Every line in the records below between the one holding "assert_eq!(split_compact(20250100), None);" and the one holding "filename crates/td-time/src/date_like.rs", inclusive, is to be set down exactly; all other lines are to be left out.

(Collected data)

┌──

//! What to do when a raw date is not on the calendar.

use std::str::FromStr;

use td_core::errors::Error;

/// How to resolve a raw date that is not a member of the calendar.
#[derive(Debug, Clone, Copy, PartialEq, Eq, Hash, Default)]
pub enum MissingPolicy {
    /// Choose the first trading day on or after the given date.
    UseNext,
    /// Choose the last trading day on or before the given date.
    #[default]
    UseBefore,
    /// Fail with `NotOnCalendar`.
    Raise,
}

impl MissingPolicy {
    /// The token that [`FromStr`] accepts for this policy.
    pub fn token(&self) -> &'static str {
        match self {
            MissingPolicy::UseNext => "use_next",
            MissingPolicy::UseBefore => "use_before",
            MissingPolicy::Raise => "raise",
        }
    }
}

impl FromStr for MissingPolicy {
    type Err = Error;

    fn from_str(s: &str) -> Result<Self, Self::Err> {
        match s {
            "use_next" => Ok(MissingPolicy::UseNext),
            "use_before" => Ok(MissingPolicy::UseBefore),
            "raise" => Ok(MissingPolicy::Raise),
            other => Err(Error::InvalidArgument(format!(
                "invalid missing policy {other:?}, expected one of \"use_next\", \"use_before\", \"raise\""
            ))),
        }
    }
}

impl std::fmt::Display for MissingPolicy {
    fn fmt(&self, f: &mut std::fmt::Formatter<'_>) -> std::fmt::Result {
        f.write_str(self.token())
    }
}

#[cfg(test)]
mod tests {
    use super::*;

    #[test]
    fn tokens_parse() {
        for p in [MissingPolicy::UseNext, MissingPolicy::UseBefore, MissingPolicy::Raise] {
            assert_eq!(p.token().parse::<MissingPolicy>().unwrap(), p);
        }
        assert_eq!(MissingPolicy::default(), MissingPolicy::UseBefore);
    }

    #[test]
    fn bad_token_is_invalid_argument() {
        let err = "nearest".parse::<MissingPolicy>().unwrap_err();
        assert!(matches!(err, Error::InvalidArgument(_)));
    }
}
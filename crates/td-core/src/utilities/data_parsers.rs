//! Date parsing helpers.
//!
//! Raw dates reach the library as `yyyymmdd` integers or as strings in
//! either the compact (`"20250103"`) or ISO (`"2025-01-03"`) form.  These
//! helpers split them into `(year, month, day)` without checking the day
//! against the month's length: a day set is keyed by these numbers, so
//! snapping from `2025-02-30` is meaningful.

/// Split a `yyyymmdd` integer into `(year, month, day)`.
///
/// Returns `None` unless `year >= 1`, `1 <= month <= 12` and
/// `1 <= day <= 31`.
pub fn split_compact(value: i64) -> Option<(u16, u8, u8)> {
    if !(1_01_01..=9999_12_31).contains(&value) {
        return None;
    }
    let year = u16::try_from(value / 10_000).ok()?;
    let month = ((value / 100) % 100) as u8;
    let day = (value % 100) as u8;
    checked(year, month, day)
}

/// Parse a compact `yyyymmdd` string.
pub fn parse_compact_date(s: &str) -> Option<(u16, u8, u8)> {
    let s = s.trim();
    if s.len() != 8 || !s.bytes().all(|b| b.is_ascii_digit()) {
        return None;
    }
    split_compact(s.parse().ok()?)
}

/// Parse a date string in ISO 8601 format (`YYYY-MM-DD`).
pub fn parse_iso_date(s: &str) -> Option<(u16, u8, u8)> {
    let s = s.trim();
    let parts: Vec<&str> = s.split('-').collect();
    if parts.len() != 3 {
        return None;
    }
    let year: u16 = parts[0].parse().ok()?;
    let month: u8 = parts[1].parse().ok()?;
    let day: u8 = parts[2].parse().ok()?;
    checked(year, month, day)
}

/// Parse either the compact or the ISO form.
pub fn parse_date(s: &str) -> Option<(u16, u8, u8)> {
    parse_compact_date(s).or_else(|| parse_iso_date(s))
}

fn checked(year: u16, month: u8, day: u8) -> Option<(u16, u8, u8)> {
    if year == 0 || !(1..=12).contains(&month) || !(1..=31).contains(&day) {
        return None;
    }
    Some((year, month, day))
}

#[cfg(test)]
mod tests {
    use super::*;

    #[test]
    fn test_split_compact() {
        assert_eq!(split_compact(20250103), Some((2025, 1, 3)));
        assert_eq!(split_compact(10101), Some((1, 1, 1)));
        assert_eq!(split_compact(20251301), None);
        assert_eq!(split_compact(20250100), None);
        assert_eq!(split_compact(-20250101), None);
        assert_eq!(split_compact(2025), None);
    }

    #[test]
    fn test_parse_compact_date() {
        assert_eq!(parse_compact_date("20250103"), Some((2025, 1, 3)));
        assert_eq!(parse_compact_date(" 20250103 "), Some((2025, 1, 3)));
        assert_eq!(parse_compact_date("2025013"), None);
        assert_eq!(parse_compact_date("+2025010"), None);
    }

    #[test]
    fn test_parse_iso_date() {
        assert_eq!(parse_iso_date("2023-06-15"), Some((2023, 6, 15)));
        assert_eq!(parse_iso_date("2023-13-15"), None);
        assert_eq!(parse_iso_date("bad"), None);
    }

    #[test]
    fn test_parse_date_either_form() {
        assert_eq!(parse_date("2025-02-30"), Some((2025, 2, 30)));
        assert_eq!(parse_date("20250230"), Some((2025, 2, 30)));
        assert_eq!(parse_date("30/02/2025"), None);
    }
}
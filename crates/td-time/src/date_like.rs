//! Raw date inputs and the canonical integer encoding.
//!
//! Anything a caller may hand in as "a date" converts into [`DateLike`]:
//! `yyyymmdd` integers, `"yyyymmdd"` / `"yyyy-mm-dd"` strings, plain
//! [`Date`]s and [`TradingDate`]s.  Ordering and equality between dates and
//! calendar views go through [`Canonical`].

use crate::date::Date;
use crate::trading_date::TradingDate;
use td_core::errors::{Error, Result};
use td_core::utilities::data_formatters::compact;
use td_core::utilities::data_parsers::{parse_date, split_compact};

/// A `(year, month, day)` key into a day set.
pub(crate) type Ymd = (u16, u8, u8);

/// A value that can be resolved to a `(year, month, day)` triple.
#[derive(Debug, Clone)]
pub enum DateLike {
    /// A `yyyymmdd` integer.
    Int(i64),
    /// A `"yyyymmdd"` or `"yyyy-mm-dd"` string.
    Str(String),
    /// A Gregorian date.
    Date(Date),
    /// A date already resolved against some calendar.
    Trading(TradingDate),
}

impl DateLike {
    /// Decompose into `(year, month, day)`.
    ///
    /// The day is checked against `1..=31` only, not against the month's
    /// length, so that a snap can start from an impossible date.
    pub fn ymd(&self) -> Result<(u16, u8, u8)> {
        match self {
            DateLike::Int(v) => split_compact(*v)
                .ok_or_else(|| Error::InvalidArgument(format!("{v} is not a yyyymmdd date"))),
            DateLike::Str(s) => parse_date(s)
                .ok_or_else(|| Error::InvalidArgument(format!("{s:?} is not a date"))),
            DateLike::Date(d) => Ok(d.ymd()),
            DateLike::Trading(t) => Ok((t.year(), t.month(), t.day())),
        }
    }

    /// Return the `yyyymmdd` encoding.
    pub fn compact(&self) -> Result<i64> {
        let (y, m, d) = self.ymd()?;
        Ok(compact(y, m, d))
    }
}

impl From<i64> for DateLike {
    fn from(v: i64) -> Self {
        DateLike::Int(v)
    }
}

impl From<i32> for DateLike {
    fn from(v: i32) -> Self {
        DateLike::Int(v as i64)
    }
}

impl From<u32> for DateLike {
    fn from(v: u32) -> Self {
        DateLike::Int(v as i64)
    }
}

impl From<&str> for DateLike {
    fn from(s: &str) -> Self {
        DateLike::Str(s.to_string())
    }
}

impl From<String> for DateLike {
    fn from(s: String) -> Self {
        DateLike::Str(s)
    }
}

impl From<Date> for DateLike {
    fn from(d: Date) -> Self {
        DateLike::Date(d)
    }
}

impl From<TradingDate> for DateLike {
    fn from(t: TradingDate) -> Self {
        DateLike::Trading(t)
    }
}

impl From<&TradingDate> for DateLike {
    fn from(t: &TradingDate) -> Self {
        DateLike::Trading(t.clone())
    }
}

#[cfg(feature = "chrono")]
impl From<chrono::NaiveDate> for DateLike {
    fn from(d: chrono::NaiveDate) -> Self {
        use chrono::Datelike;
        DateLike::Int(d.year() as i64 * 10_000 + d.month() as i64 * 100 + d.day() as i64)
    }
}

/// The integer that orders and equates dates and calendar views.
///
/// The encoding concatenates the value's scope markers: `yyyy` for a year,
/// `yyyymm` for a month, `yyyymmdd` for a day.  A week encodes as the
/// `yyyymmdd` of its Monday.
pub trait Canonical {
    /// Return the canonical encoding.
    fn canonical(&self) -> i64;
}

impl Canonical for i64 {
    fn canonical(&self) -> i64 {
        *self
    }
}

impl Canonical for Date {
    fn canonical(&self) -> i64 {
        self.to_compact()
    }
}
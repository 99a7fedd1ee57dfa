use std::{
	pin::Pin,
	task::{Context, Poll},
};

use futures::{Sink, SinkExt, Stream, TryStreamExt};
use pin_project_lite::pin_project;
use redwire_resp::{Command, Token};
use tracing::{debug, trace};

use crate::error::{Error, Result};

pin_project! {
	/// A connection to a Redis-compatible server over an established
	/// transport.
	///
	/// The transport supplies the outbound command sink and an inbound
	/// source of already-decoded reply [Token]s; replies correlate with
	/// commands by arrival order alone, so at most one operation may be
	/// consuming the inbound source at any time (`&mut self` enforces this
	/// within one connection).
	///
	/// Dropping an in-flight [send](Self::send) or
	/// [pipeline](Self::pipeline) future leaves replies owed on the wire
	/// that no longer line up with any request. The connection tracks this:
	/// once it happens, every later operation fails with [Error::Closed]
	/// and the transport is closed.
	///
	/// To enter PubSub mode, send the appropriate subscription command using
	/// [Self::send_cmd()] and then consume the connection as a [Stream].
	#[derive(Debug)]
	pub struct Connection<T> {
		#[pin]
		transport: T,
		desynced: bool,
	}
}

impl<T> Connection<T> {
	/// Wrap an established transport.
	pub fn new(transport: T) -> Self {
		Self {
			transport,
			desynced: false,
		}
	}

	/// Consume this connection, returning the transport.
	pub fn into_inner(self) -> T {
		self.transport
	}
}

impl<T> Connection<T>
where
	T: Sink<Command, Error = Error> + Stream<Item = Result<Token>> + Unpin,
{
	/// Send a command to the server, awaiting a single reply.
	///
	/// Fails with [Error::Redis] if the server replies with an error and
	/// with [Error::Closed] if the inbound source ends first.
	///
	/// Dropping the returned future before it completes desynchronizes the
	/// reply stream; the connection then refuses all further operations
	/// with [Error::Closed].
	pub async fn send(&mut self, command: Command) -> Result<Token> {
		self.check_live().await?;

		self.desynced = true;
		self.transport.send(command).await?;
		let reply = self.read_reply().await?;
		self.desynced = false;

		match reply {
			Token::Error(message) => Err(Error::Redis(message)),
			token => Ok(token),
		}
	}

	/// Send a command without waiting for a reply.
	pub async fn send_cmd(&mut self, command: Command) -> Result<()> {
		self.check_live().await?;

		self.desynced = true;
		self.transport.send(command).await?;
		self.desynced = false;

		Ok(())
	}

	/// Send a batch of commands as one outbound flush, then read exactly one
	/// reply per command, matched by arrival position.
	///
	/// Error replies are returned in place rather than raised so that the
	/// remaining replies keep their positions; inspect the result with
	/// [Token::is_error]. Fails with [Error::Closed] if the inbound source
	/// ends before every reply has arrived.
	///
	/// Dropping the returned future before it completes desynchronizes the
	/// reply stream; the connection then refuses all further operations
	/// with [Error::Closed].
	pub async fn pipeline<I>(&mut self, commands: I) -> Result<Vec<Token>>
	where
		I: IntoIterator<Item = Command>,
	{
		self.check_live().await?;

		self.desynced = true;
		let mut sent = 0;
		for command in commands {
			self.transport.feed(command).await?;
			sent += 1;
		}
		self.transport.flush().await?;

		trace!(sent, "awaiting pipelined replies");

		let mut replies = Vec::with_capacity(sent);
		for _ in 0..sent {
			replies.push(self.read_reply().await?);
		}
		self.desynced = false;

		Ok(replies)
	}

	/// Close the outbound half of the transport.
	pub async fn close(&mut self) -> Result<()> {
		self.transport.close().await
	}

	/// Refuse to touch the wire once a cancelled or failed operation has
	/// left replies owed: they no longer line up with any request. Closes
	/// the transport on first detection.
	async fn check_live(&mut self) -> Result<()> {
		if self.desynced {
			debug!("refusing operation on desynchronized connection");
			let _ = self.transport.close().await;
			return Err(Error::Closed);
		}

		Ok(())
	}

	async fn read_reply(&mut self) -> Result<Token> {
		self.transport.try_next().await?.ok_or(Error::Closed)
	}
}

impl<T> Stream for Connection<T>
where
	T: Stream<Item = Result<Token>>,
{
	type Item = Result<Token>;

	fn poll_next(self: Pin<&mut Self>, cx: &mut Context<'_>) -> Poll<Option<Self::Item>> {
		let this = self.project();
		if *this.desynced {
			return Poll::Ready(Some(Err(Error::Closed)));
		}

		this.transport.poll_next(cx)
	}
}

impl<T> Sink<Command> for Connection<T>
where
	T: Sink<Command, Error = Error>,
{
	type Error = Error;

	fn poll_ready(self: Pin<&mut Self>, cx: &mut Context<'_>) -> Poll<Result<()>> {
		self.project().transport.poll_ready(cx)
	}

	fn start_send(self: Pin<&mut Self>, item: Command) -> Result<()> {
		self.project().transport.start_send(item)
	}

	fn poll_flush(self: Pin<&mut Self>, cx: &mut Context<'_>) -> Poll<Result<()>> {
		self.project().transport.poll_flush(cx)
	}

	fn poll_close(self: Pin<&mut Self>, cx: &mut Context<'_>) -> Poll<Result<()>> {
		self.project().transport.poll_close(cx)
	}
}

└──

ANSWER FOR THE TASK:
        assert_eq!(split_compact(20250100), None);
        assert_eq!(split_compact(-20250101), None);
        assert_eq!(split_compact(2025), None);
    }

    #[test]
    fn test_parse_compact_date() {
        assert_eq!(parse_compact_date("20250103"), Some((2025, 1, 3)));
        assert_eq!(parse_compact_date(" 20250103 "), Some((2025, 1, 3)));
        assert_eq!(parse_compact_date("2025013"), None);
        assert_eq!(parse_compact_date("+2025010"), None);
    }

    #[test]
    fn test_parse_iso_date() {
        assert_eq!(parse_iso_date("2023-06-15"), Some((2023, 6, 15)));
        assert_eq!(parse_iso_date("2023-13-15"), None);
        assert_eq!(parse_iso_date("bad"), None);
    }

    #[test]
    fn test_parse_date_either_form() {
        assert_eq!(parse_date("2025-02-30"), Some((2025, 2, 30)));
        assert_eq!(parse_date("20250230"), Some((2025, 2, 30)));
        assert_eq!(parse_date("30/02/2025"), None);
    }
}
filename crates/td-time/src/date_like.rs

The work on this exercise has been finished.